I started out as a programmer before starting my own business about 12 years ago, so as you might imagine, I had quite a lot to learn about actually running a business. I knew the tech, but I hardly knew anything else and needed to upscale quickly if I wanted to make a real run at it. I spent a few months feverishly taking online courses in sales, marketing, and other topics I thought would prove helpful in my first year of operations—a tactic that paid off, as that first year also saw me bring in my first million in revenue. 

Knowing the core of your business is key, but so is knowing how every part of it operates on at least a moderately high level when you’re getting started.

Dragos Badea, CEO, Yarooms

Collect Customer Feedback Systematically

Have a system for collecting customer feedback. In order to create a tech product that provides a bullseye solution to your customers’ problems, you first need to know about their pain points, preferences, and experiences. Use these data and insights to constantly improve your product or service until it becomes just the thing that will suit your customers’ needs and wants. This is how you build a successful tech business that puts customers at the heart of your product.
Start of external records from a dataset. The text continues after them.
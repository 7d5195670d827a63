use super::coordinator::Coordinator;
use super::node::Origin;
use super::transport::PeerRequest;
use crate::error::{CamError, CamResult};

/// The cluster-wide recording switch, persisted as the presence of today's
/// `RECORDING` sentinel.
pub struct RecordingFlag<'a> {
    coordinator: &'a Coordinator,
}

impl<'a> RecordingFlag<'a> {
    pub(crate) fn new(coordinator: &'a Coordinator) -> Self {
        Self { coordinator }
    }

    pub fn get(&self) -> bool {
        self.coordinator.tables().recording
    }

    pub async fn set(&self, recording: bool, origin: Origin) -> CamResult<()> {
        self.apply(recording)?;

        if origin.is_external() {
            self.coordinator
                .replication()
                .fan_out(PeerRequest::PutRecording { recording })
                .await;
        }
        Ok(())
    }

    /// Change the flag on this node only. Switching off signals every local
    /// capture right away.
    pub fn apply(&self, recording: bool) -> CamResult<()> {
        let mut tables = self.coordinator.tables();
        let sentinel = self.coordinator.layout().recording_sentinel(tables.today);
        let persist = |e: std::io::Error| {
            CamError::PersistError(format!("{}: {}", sentinel.display(), e))
        };

        if recording {
            if let Some(dir) = sentinel.parent() {
                std::fs::create_dir_all(dir).map_err(persist)?;
            }
            if !sentinel.exists() {
                std::fs::File::create(&sentinel).map_err(persist)?;
            }
        } else {
            match std::fs::remove_file(&sentinel) {
                Ok(()) => {}
                Err(e) if e.kind() == std::io::ErrorKind::NotFound => {}
                Err(e) => return Err(persist(e)),
            }
            tables.stop_all_captures();
        }

        if tables.recording != recording {
            tracing::info!("[REC] Recording {}", if recording { "ON" } else { "OFF" });
        }
        tables.recording = recording;
        Ok(())
    }
}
Baidhurya Mani, Founder, SellCoursesOnline

Hire Quickly to Increase Urgency

As fast as you can afford it, make that first initial hire. The accountability of providing payroll will naturally increase your urgency. It will also provide valuable experience in hiring and management. At the end of the day, it’s all about the people.

When I launched Skydog Ops, I operated it solo for the first six months. It was easy to occasionally slack off when no one was relying on me and my customer list was still small. The moment I made my first hire and had daily check-ins with a direct report, my urgency and focus increased.